Career Day, produced by RYOT, in partnership with Augmented Reality studio 1RIC, and Los Angeles-based volumetric capture studio METASTAGE, is one of many new Verizon Innovative Learning tools helping teachers navigate remote instruction. And while chatting with a sports legend is great, so is becoming the kind of marine biologist that is only possible through technology. Aurelia, another augmented reality app created by Yahoo Ryot Lab, Current Studios, and 1RIC (also directed by Asad Malik and made in collaboration from an actual marine biologist), lets students go on a deep sea adventure. Aurelia is meant to enhance teacher-led immersive lessons on marine biology.
Aurelia transports a home under the sea. (Credit: Courtesy of 1RIC)
Once the app is open, teachers select an ecosystem (for instance, freshwater lake). When the user holds up the app, their surroundings appear to be completely underwater — everything has a blue tint, there’s floating seaweed, and of course, fish swimming around. Students then use the lessons to build the fish they think would best survive in the ecosystem. That includes choosing fins, gills, size and the best color pattern to stand out or camouflage. “It’s a really fun, interactive way for students to get hands-on and let teachers test their knowledge of what they’ve been learning,” says Nigel Tierney, head of content at Yahoo Ryot Lab.

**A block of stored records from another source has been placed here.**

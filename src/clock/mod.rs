//! Host frame clock and the elapsed-time to frame-index mapping.

/// Per-tick callback registry.
pub mod frame_clock;
/// Frame index computation.
pub mod mapper;
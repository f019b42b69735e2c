use std::path::{Path, PathBuf};

use crate::document::loader::{AnimationDocument, DocumentTiming};
use crate::document::model::{Layer, LayerKind, LottieModel};
use crate::engine::scene::{FrameScene, SceneContext};
use crate::foundation::core::FrameIndex;
use crate::foundation::error::{LottieError, LottieResult};

/// A layer matched by [`LottieAnimation::find_elements`].
#[derive(Clone, Debug, PartialEq, Eq, serde::Serialize)]
pub struct ElementInfo {
    /// Precomposition asset id owning the layer, `None` for the root composition.
    pub composition: Option<String>,
    /// Position of the layer in its composition (0 is top-most).
    pub layer_index: usize,
    /// Layer name.
    pub name: Option<String>,
    /// Layer element id (`ln`).
    pub element_id: Option<String>,
    /// Layer kind.
    pub kind: LayerKind,
}

/// The managed animation object: a private, mutable copy of the document graph plus a playback
/// position.
#[derive(Clone, Debug)]
pub struct LottieAnimation {
    model: LottieModel,
    timing: DocumentTiming,
    base_dir: Option<PathBuf>,
    current: FrameIndex,
    font_family: Option<String>,
    revision: u64,
}

impl LottieAnimation {
    /// Create an animation positioned at frame 0.
    pub fn new(document: &AnimationDocument) -> Self {
        Self {
            model: document.model().clone(),
            timing: document.timing(),
            base_dir: document.base_dir().map(Path::to_path_buf),
            current: FrameIndex(0),
            font_family: None,
            revision: 0,
        }
    }

    /// Timing/size summary of the underlying document.
    pub fn timing(&self) -> DocumentTiming {
        self.timing
    }

    /// Current graph (reflects mutations).
    pub fn model(&self) -> &LottieModel {
        &self.model
    }

    /// Counter bumped by every mutation; renderers use it to invalidate cached frames.
    pub fn revision(&self) -> u64 {
        self.revision
    }

    /// Move the playback position, clamping to the last frame. Returns the effective frame.
    pub fn seek(&mut self, frame: FrameIndex) -> FrameIndex {
        self.current = frame.min(self.timing.last_frame());
        self.current
    }

    /// Current playback position.
    pub fn current_frame(&self) -> FrameIndex {
        self.current
    }

    /// Evaluate the graph at the current position.
    pub fn scene(&self) -> FrameScene {
        let ctx = SceneContext {
            model: &self.model,
            base_dir: self.base_dir.as_deref(),
            font_override: self.font_family.as_deref(),
        };
        ctx.evaluate(self.current, self.timing.document_frame(self.current))
    }

    /// Seek to `frame` and evaluate.
    pub fn scene_at(&mut self, frame: FrameIndex) -> FrameScene {
        self.seek(frame);
        self.scene()
    }

    /// Point image asset `id` at a new file.
    ///
    /// With `absolute` the path is stored verbatim; otherwise it is resolved against the
    /// document's directory.
    pub fn replace_asset(
        &mut self,
        id: &str,
        path: impl AsRef<Path>,
        absolute: bool,
    ) -> LottieResult<()> {
        let path = path.as_ref();
        let resolved = match (&self.base_dir, absolute) {
            (Some(dir), false) => dir.join(path),
            _ => path.to_path_buf(),
        };
        let asset = self
            .model
            .assets
            .iter_mut()
            .find(|a| a.id == id)
            .ok_or_else(|| LottieError::validation(format!("unknown asset id '{id}'")))?;
        if asset.layers.is_some() {
            return Err(LottieError::validation(format!(
                "asset '{id}' is a precomposition, not an image"
            )));
        }
        asset.u = Some(String::new());
        asset.p = Some(resolved.to_string_lossy().into_owned());
        asset.e = Some(0);
        self.revision += 1;
        tracing::debug!(id, path = %resolved.display(), "replaced asset");
        Ok(())
    }

    /// Replace text in text layers.
    ///
    /// Every text document whose text equals `target` is replaced, as are all documents of text
    /// layers named `target`. Returns the number of documents changed.
    pub fn replace_text(&mut self, target: &str, text: &str) -> usize {
        let mut replaced = 0;
        for layer in self.layers_mut() {
            if layer.kind() != LayerKind::Text {
                continue;
            }
            let named = layer.nm.as_deref() == Some(target);
            let Some(data) = layer.t.as_mut() else {
                continue;
            };
            for kf in &mut data.d.k {
                if named || kf.s.t == target {
                    kf.s.t = text.to_owned();
                    replaced += 1;
                }
            }
        }
        if replaced > 0 {
            self.revision += 1;
        }
        replaced
    }

    /// Every layer, in any composition, whose name or element id equals `key`.
    pub fn find_elements(&self, key: &str) -> Vec<ElementInfo> {
        let nested = self
            .model
            .assets
            .iter()
            .filter_map(|a| a.layers.as_deref().map(|l| (Some(a.id.as_str()), l)));
        let compositions = std::iter::once((None, self.model.layers.as_slice())).chain(nested);

        let mut found = Vec::new();
        for (comp, layers) in compositions {
            for (layer_index, layer) in layers.iter().enumerate() {
                if layer.nm.as_deref() == Some(key) || layer.ln.as_deref() == Some(key) {
                    found.push(ElementInfo {
                        composition: comp.map(str::to_owned),
                        layer_index,
                        name: layer.nm.clone(),
                        element_id: layer.ln.clone(),
                        kind: layer.kind(),
                    });
                }
            }
        }
        found
    }

    /// Use `family` for every text layer (`None` restores the document's fonts).
    pub fn set_font_family(&mut self, family: Option<String>) {
        self.font_family = family;
        self.revision += 1;
    }

    /// Font family override, if any.
    pub fn font_family(&self) -> Option<&str> {
        self.font_family.as_deref()
    }

    /// Names of the root composition's layers, top-most first.
    pub fn layer_names(&self) -> Vec<String> {
        self.model
            .layers
            .iter()
            .enumerate()
            .map(|(i, l)| l.nm.clone().unwrap_or_else(|| format!("layer {i}")))
            .collect()
    }

    fn layers_mut(&mut self) -> impl Iterator<Item = &mut Layer> {
        let nested = self
            .model
            .assets
            .iter_mut()
            .filter_map(|a| a.layers.as_mut())
            .flatten();
        self.model.layers.iter_mut().chain(nested)
    }
}

#[cfg(test)]
#[path = "../../tests/unit/engine/animation.rs"]
mod tests;
/// Seconds a user waits before another verification code can be requested.
pub const RESEND_COOLDOWN_SECS: u32 = 60;

/// Countdown gating the "resend code" action on the OTP step.
///
/// The timer does not own a clock. Whoever drives it calls [`tick`] once per
/// second while the OTP step is on screen and [`cancel`] when the step goes
/// away; ticks after cancellation are ignored.
///
/// [`tick`]: ResendTimer::tick
/// [`cancel`]: ResendTimer::cancel
#[derive(Debug, Clone, Copy, PartialEq, Eq, Default)]
pub enum ResendTimer {
    #[default]
    Idle,
    Counting(u32),
    Expired,
}

impl ResendTimer {
    pub fn started() -> Self {
        ResendTimer::Counting(RESEND_COOLDOWN_SECS)
    }

    pub fn restart(&mut self) {
        *self = Self::started();
    }

    pub fn cancel(&mut self) {
        *self = ResendTimer::Idle;
    }

    /// Advances one second. Returns true when this tick reached zero.
    pub fn tick(&mut self) -> bool {
        match *self {
            ResendTimer::Counting(remaining) if remaining <= 1 => {
                *self = ResendTimer::Expired;
                true
            }
            ResendTimer::Counting(remaining) => {
                *self = ResendTimer::Counting(remaining - 1);
                false
            }
            ResendTimer::Idle | ResendTimer::Expired => false,
        }
    }

    pub fn remaining(&self) -> u32 {
        match self {
            ResendTimer::Counting(remaining) => *remaining,
            ResendTimer::Idle | ResendTimer::Expired => 0,
        }
    }

    pub fn is_counting(&self) -> bool {
        matches!(self, ResendTimer::Counting(_))
    }

    pub fn can_resend(&self) -> bool {
        matches!(self, ResendTimer::Expired)
    }
}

There is another added benefit of using AR in education. “It’s not remembering words in a textbook or recalling what your teacher said,” explains Tierney. “This is a tangible and experiential way that is more likely to stick in their brains and help students understand the world a bit better.”
Additional apps are also being released to energize hybrid learning. Verizon Innovative Learning is rolling out two of the winning applications of the 5G EdTech Challenge, projects chosen because they facilitate student engagement and teacher preparedness. UNSUNG, by Movers and Shakers NYC, is a Common Core standards-aligned multi-player AR educational game that uses digital storytelling to share the life stories of Black female singers and social activists who overcame adversity and advocated for change — Odetta Holmes, Ella Sheppard, Florence Mills and Tiny Davis. Mapper’s Delight is a multi-person AR environment created by Rap Research Lab that uses hip hop as an unexpected — and extremely effective — conduit for students to delve into data. This learning tool allows students to conduct sophisticated analyses through data science and visualization, and enables them to discover how one of the world’s most popular forms of poetry and performance engages language arts, STEM, geography, and cultural and data literacy for the 21st century.
UNSUNG and Mapper’s Delight drop STEM students into the storytelling and data science action. (Credits: Movers and Shakers NYC, Rap Research Lab.)
These apps are part of Verizon’s full complement of initiatives designed to make digital spaces more accessible and inclusive. From increasing data access to 30 GB per month for Verizon Innovative Learning school educators and students to bringing 5G technology to select schools, its education technology solutions are making immersive, dynamic collaboration a reality — even from afar. 5G will supercharge these experiences, providing the opportunity for teachers and students to simultaneously collaborate with one another within the AR environments in a way never before possible. Says Tierney, “There’s a large push to think about how 5G can empower teachers to educate students in a more fun and interactive way.”